Shimao () is a Neolithic site in Shenmu County, Shaanxi, China.  The site is located in the northern part of the Loess Plateau, on the southern edge of the Ordos Desert.  It is dated to around 2000 BC, near the end of the Longshan period, and is the largest known walled site of that period in China, at 400 ha. The fortifications of Shimao were originally believed to be a section of the Great Wall of China, but the discovery of jade pieces prompted an archaeological investigation, which revealed that the site was of Neolithic age.

The city was surrounded by inner and outer stone walls, in contrast to the rammed earth walls typical of Longshan sites in the Central Plain and Shandong. The walls were 2.5 meters thick on average, with perimeters of approximately 4200 m and 5700 m respectively, and feature gates, turrets and watch towers. The earliest site, the "palace centre", was a large stepped pyramid based on a loess hill which had been reworked to make 11 platforms, with a height of 70m. Each of these was reinforced by stone buttresses. At the top of this pyramid palaces of rammed earth were built. The inner city contained a stone-walled platform, interpreted as a palatial complex, and densely packed residential zones, cemeteries and craft workshops. Unusual features include jade embedded in the city walls, possibly to provide spiritual protection, relief sculptures of serpents and monsters, and paintings of geometrical patterns on the inner walls. Approximately 80 human skulls were found under the city gate, mainly of young girls, suggesting ritual sacrifice.

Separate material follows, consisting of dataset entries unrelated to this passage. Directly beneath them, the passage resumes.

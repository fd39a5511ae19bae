//! Memoization Engine Module
//!
//! `MemoCache` wraps a `CacheStore` for shared async use: the table lives
//! behind an `Arc<RwLock<_>>`, concurrent misses on the same key share one
//! producer run, and the expiry sweep task is owned by the engine.

use std::collections::HashMap;
use std::future::Future;
use std::sync::Arc;
use std::time::Duration;

use parking_lot::Mutex;
use serde::Serialize;
use tokio::sync::{broadcast, RwLock};
use tokio::task::JoinHandle;
use tracing::{debug, info};

use crate::cache::{CacheStats, CacheStore, KeyPattern};
use crate::config::{CacheConfig, CacheOptions};
use crate::error::{validate_key, CacheError, Result};
use crate::tasks::spawn_sweep_task;

/// Keys with a producer currently running, mapped to the channel their
/// waiters subscribe to.
type InFlight = Mutex<HashMap<String, broadcast::Sender<()>>>;

struct Shared<T> {
    store: Arc<RwLock<CacheStore<T>>>,
    in_flight: InFlight,
    config: CacheConfig,
    sweeper: Mutex<Option<JoinHandle<()>>>,
}

impl<T> Drop for Shared<T> {
    fn drop(&mut self) {
        if let Some(handle) = self.sweeper.get_mut().take() {
            handle.abort();
        }
    }
}

// == Flight ==
enum Flight<'a> {
    /// This caller runs the producer
    Leader(FlightGuard<'a>),
    /// Another caller is running it; wait for the signal
    Follower(broadcast::Receiver<()>),
}

/// Removes the in-flight marker and wakes waiters when dropped, whether the
/// producer succeeded, failed, or the leader's future was cancelled.
struct FlightGuard<'a> {
    registry: &'a InFlight,
    key: String,
}

impl Drop for FlightGuard<'_> {
    fn drop(&mut self) {
        if let Some(tx) = self.registry.lock().remove(&self.key) {
            // No receivers is fine; dropping the sender also closes the channel
            let _ = tx.send(());
        }
    }
}

// == Memo Cache ==
/// Time-aware memoization cache.
///
/// Cloning is cheap and every clone shares the same table, so one instance
/// can be constructed per logical scope and handed to each consumer.
///
/// # Example
/// ```ignore
/// let cache: MemoCache<String> = MemoCache::with_sweeper(CacheConfig::default())?;
/// let name = cache
///     .get_or_compute("user:42", || async { fetch_name(42).await })
///     .await?;
/// ```
pub struct MemoCache<T> {
    shared: Arc<Shared<T>>,
}

impl<T> Clone for MemoCache<T> {
    fn clone(&self) -> Self {
        Self {
            shared: Arc::clone(&self.shared),
        }
    }
}

impl<T> MemoCache<T>
where
    T: Clone + Send + Sync + 'static,
{
    // == Constructor ==
    /// Creates a new cache without a background sweep.
    ///
    /// Expired entries are still never served; they are just only reclaimed
    /// when read, purged explicitly, or evicted.
    pub fn new(config: CacheConfig) -> Result<Self> {
        config.validate()?;

        Ok(Self {
            shared: Arc::new(Shared {
                store: Arc::new(RwLock::new(CacheStore::new(config.clone()))),
                in_flight: Mutex::new(HashMap::new()),
                config,
                sweeper: Mutex::new(None),
            }),
        })
    }

    /// Creates a new cache and starts its expiry sweep.
    ///
    /// Must be called from within a tokio runtime.
    pub fn with_sweeper(config: CacheConfig) -> Result<Self> {
        let cache = Self::new(config)?;
        cache.start_sweeper();
        Ok(cache)
    }

    /// Returns the default policy.
    pub fn config(&self) -> &CacheConfig {
        &self.shared.config
    }

    // == Sweeper Lifecycle ==
    /// Starts the periodic expiry sweep, replacing any sweep already running.
    ///
    /// Must be called from within a tokio runtime.
    pub fn start_sweeper(&self) {
        let mut slot = self.shared.sweeper.lock();
        if let Some(previous) = slot.take() {
            previous.abort();
        }
        *slot = Some(spawn_sweep_task(
            Arc::clone(&self.shared.store),
            self.shared.config.sweep_interval,
        ));
    }

    /// Returns true while a sweep task is running.
    pub fn is_sweeping(&self) -> bool {
        self.shared
            .sweeper
            .lock()
            .as_ref()
            .is_some_and(|handle| !handle.is_finished())
    }

    /// Stops the sweep task. Entries are kept; dropping the last clone of
    /// the cache also stops it.
    pub fn shutdown(&self) {
        if let Some(handle) = self.shared.sweeper.lock().take() {
            handle.abort();
            info!("Expiry sweep stopped");
        }
    }

    // == Get Or Compute ==
    /// Returns the cached value for `key`, running `producer` on a miss.
    ///
    /// See [`MemoCache::get_or_compute_with`].
    pub async fn get_or_compute<F, Fut, E>(
        &self,
        key: &str,
        producer: F,
    ) -> std::result::Result<T, E>
    where
        F: FnOnce() -> Fut,
        Fut: Future<Output = std::result::Result<T, E>>,
        E: From<CacheError>,
    {
        self.get_or_compute_with(key, producer, &CacheOptions::default())
            .await
    }

    /// Returns the cached value for `key`, running `producer` on a miss, with
    /// per-call policy overrides.
    ///
    /// A fresh entry is returned without calling `producer`. Otherwise the
    /// producer runs once and its value is stored before being returned.
    /// Concurrent misses on the same key wait for the first caller's producer
    /// instead of starting their own.
    ///
    /// A producer error is returned unchanged and nothing is stored. Callers
    /// waiting on a failed or cancelled producer retry with their own.
    pub async fn get_or_compute_with<F, Fut, E>(
        &self,
        key: &str,
        producer: F,
        options: &CacheOptions,
    ) -> std::result::Result<T, E>
    where
        F: FnOnce() -> Fut,
        Fut: Future<Output = std::result::Result<T, E>>,
        E: From<CacheError>,
    {
        validate_key(key)?;
        let policy = self.shared.config.merged(options);
        policy.validate()?;

        let _flight = loop {
            if let Some(value) = self.shared.store.write().await.lookup(key) {
                return Ok(value);
            }

            match self.join_flight(key) {
                Flight::Leader(guard) => break guard,
                Flight::Follower(mut rx) => {
                    debug!(key, "Waiting on in-flight producer");
                    self.shared.store.write().await.record_coalesced();
                    // A value or a closed channel both mean the leader is done
                    let _ = rx.recv().await;
                }
            }
        };

        // A previous leader may have committed between the lookup and registering
        if self.shared.store.read().await.contains(key) {
            if let Some(value) = self.shared.store.write().await.lookup(key) {
                return Ok(value);
            }
        }

        debug!(key, "Cache miss, running producer");
        let value = producer().await?;

        self.shared
            .store
            .write()
            .await
            .insert(key.to_string(), value.clone(), &policy);

        Ok(value)
    }

    fn join_flight(&self, key: &str) -> Flight<'_> {
        let mut in_flight = self.shared.in_flight.lock();

        if let Some(tx) = in_flight.get(key) {
            return Flight::Follower(tx.subscribe());
        }

        let (tx, _rx) = broadcast::channel(1);
        in_flight.insert(key.to_string(), tx);
        Flight::Leader(FlightGuard {
            registry: &self.shared.in_flight,
            key: key.to_string(),
        })
    }

    // == Set ==
    /// Stores `data` under `key` unconditionally.
    ///
    /// # Arguments
    /// * `key` - The key to store
    /// * `data` - The value to store
    /// * `max_age` - Optional lifetime (uses the configured default if None)
    pub async fn set(&self, key: &str, data: T, max_age: Option<Duration>) -> Result<()> {
        validate_key(key)?;
        let policy = self.shared.config.merged(&CacheOptions {
            max_age,
            max_size: None,
        });
        policy.validate()?;

        self.shared
            .store
            .write()
            .await
            .insert(key.to_string(), data, &policy);
        Ok(())
    }

    // == Get Only ==
    /// Returns the cached value without computing anything.
    ///
    /// A hit still counts as an access for eviction ranking. Absent and
    /// expired keys both yield `CacheError::NotFound`.
    pub async fn get_only(&self, key: &str) -> Result<T> {
        validate_key(key)?;

        self.shared
            .store
            .write()
            .await
            .lookup(key)
            .ok_or_else(|| CacheError::NotFound(key.to_string()))
    }

    // == Has ==
    /// Returns true if a fresh entry exists. Does not count as an access.
    pub async fn has(&self, key: &str) -> Result<bool> {
        validate_key(key)?;
        Ok(self.shared.store.read().await.contains(key))
    }

    // == Delete ==
    /// Removes an entry, returning whether it existed.
    pub async fn delete(&self, key: &str) -> Result<bool> {
        validate_key(key)?;
        Ok(self.shared.store.write().await.remove(key))
    }

    // == Clear ==
    /// Removes every entry.
    pub async fn clear(&self) {
        self.shared.store.write().await.clear();
        debug!("Cache cleared");
    }

    // == Invalidate Pattern ==
    /// Removes every entry whose key matches `pattern`.
    ///
    /// Plain strings match as substrings; use [`KeyPattern::regex`] for
    /// regular expressions. Returns the number of entries removed.
    pub async fn invalidate_pattern(&self, pattern: impl Into<KeyPattern>) -> usize {
        let pattern = pattern.into();
        let removed = self.shared.store.write().await.invalidate(&pattern);
        debug!(?pattern, removed, "Invalidated entries by pattern");
        removed
    }

    // == Purge Expired ==
    /// Removes all expired entries now, returning how many were removed.
    pub async fn purge_expired(&self) -> usize {
        self.shared.store.write().await.purge_expired()
    }

    // == Length ==
    /// Returns the current number of entries, including expired ones not yet purged.
    pub async fn len(&self) -> usize {
        self.shared.store.read().await.len()
    }

    pub async fn is_empty(&self) -> bool {
        self.shared.store.read().await.is_empty()
    }
}

impl<T> MemoCache<T>
where
    T: Clone + Serialize + Send + Sync + 'static,
{
    // == Stats ==
    /// Returns an introspection report of the table and its counters.
    pub async fn stats(&self) -> CacheStats {
        self.shared.store.read().await.stats()
    }
}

Developments such as bronze working, wheat, barley, sheep, goats and cattle seem to appear here earlier than elsewhere in China, showing that its inhabitants were communicating with Eurasian Steppe peoples across extensive trade networks. Additionally, materials likely from Southern China, such as alligator skin drums, have been found, indicating a north-south commerce across what is now modern China. Thin curved bones discovered at Shimao are believed to be the earliest known evidence of the jaw harp, an instrument that has spread to over 100 different ethnic groups, suggesting possible Chinese origins.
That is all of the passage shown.